Saved data entries
=== Begin Enclosure ===

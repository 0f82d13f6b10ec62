//! HC-SR04 ultrasonic level conversion.
//!
//! The transceiver is mounted at `height_cm` above the tank floor looking
//! straight down at the water surface.  Round-trip echo time converts to
//! distance at the speed of sound (0.034 cm/µs, halved for the return
//! leg); water level is the mount height minus that distance.

#[cfg(not(target_os = "espidf"))]
use core::sync::atomic::{AtomicU32, Ordering};

use crate::error::SensorError;

/// Speed of sound in cm/µs at room temperature.
const SOUND_CM_PER_US: f32 = 0.034;

/// Water level (cm above the tank floor) from an echo round trip.
///
/// An echo of 0 µs means the listen window expired without a pulse;
/// levels below the floor (echo longer than the mount height allows)
/// clamp to 0 rather than going negative.
pub fn level_from_echo(echo_us: u32, height_cm: f32) -> Result<f32, SensorError> {
    if echo_us == 0 {
        return Err(SensorError::EchoTimeout);
    }
    let distance_cm = echo_us as f32 * SOUND_CM_PER_US / 2.0;
    Ok((height_cm - distance_cm).max(0.0))
}

#[cfg(not(target_os = "espidf"))]
static SIM_ECHO_US: AtomicU32 = AtomicU32::new(186); // ~31.8 cm level

#[cfg(not(target_os = "espidf"))]
pub fn sim_set_echo_us(echo_us: u32) {
    SIM_ECHO_US.store(echo_us, Ordering::Relaxed);
}

#[cfg(not(target_os = "espidf"))]
pub fn sim_echo_us() -> u32 {
    SIM_ECHO_US.load(Ordering::Relaxed)
}
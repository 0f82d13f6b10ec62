//! Low-level actuator drivers.
//!
//! Everything here is generic over [`embedded_hal::digital::OutputPin`],
//! so the same relay and stepper logic runs against real GPIO drivers on
//! the board and against [`SimPin`] in host builds and tests.

pub mod relay;
pub mod sim_pin;
pub mod stepper;

pub use relay::Relay;
pub use sim_pin::SimPin;
pub use stepper::Stepper;
//! Step/dir stepper driver for the carrier mechanism.
//!
//! The carrier only ever turns one way, so the direction pin is driven
//! once at construction and left alone.  [`Stepper::run`] issues exactly
//! one step pulse per call; the caller owns the step pacing (the rotation
//! controller polls it to completion, which on the A4988 board steps as
//! fast as the pulse train allows).

use embedded_hal::digital::OutputPin;

pub struct Stepper<S: OutputPin, D: OutputPin> {
    step: S,
    #[allow(dead_code)]
    dir: D,
    /// Steps remaining in the current move.
    remaining: u32,
    /// Total steps issued since construction.
    position: u32,
}

impl<S: OutputPin, D: OutputPin> Stepper<S, D> {
    /// Wrap the step/dir pins; the direction pin latches forward.
    pub fn new(step: S, mut dir: D) -> Result<Self, D::Error> {
        dir.set_high()?;
        Ok(Self {
            step,
            dir,
            remaining: 0,
            position: 0,
        })
    }

    /// Queue `steps` additional forward steps.
    pub fn move_relative(&mut self, steps: u32) {
        self.remaining += steps;
    }

    /// Issue one step pulse if work is pending.  Returns steps remaining.
    pub fn run(&mut self) -> Result<u32, S::Error> {
        if self.remaining > 0 {
            self.step.set_high()?;
            self.step.set_low()?;
            self.remaining -= 1;
            self.position = self.position.wrapping_add(1);
        }
        Ok(self.remaining)
    }

    pub fn distance_to_go(&self) -> u32 {
        self.remaining
    }

    pub fn position(&self) -> u32 {
        self.position
    }
}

=== End Enclosure ===

◆ Your instructions: Search the data for "Result". Copy every matching line.

◆ Reply to the task:
pub fn level_from_echo(echo_us: u32, height_cm: f32) -> Result<f32, SensorError> {
    pub fn new(step: S, mut dir: D) -> Result<Self, D::Error> {
    pub fn run(&mut self) -> Result<u32, S::Error> {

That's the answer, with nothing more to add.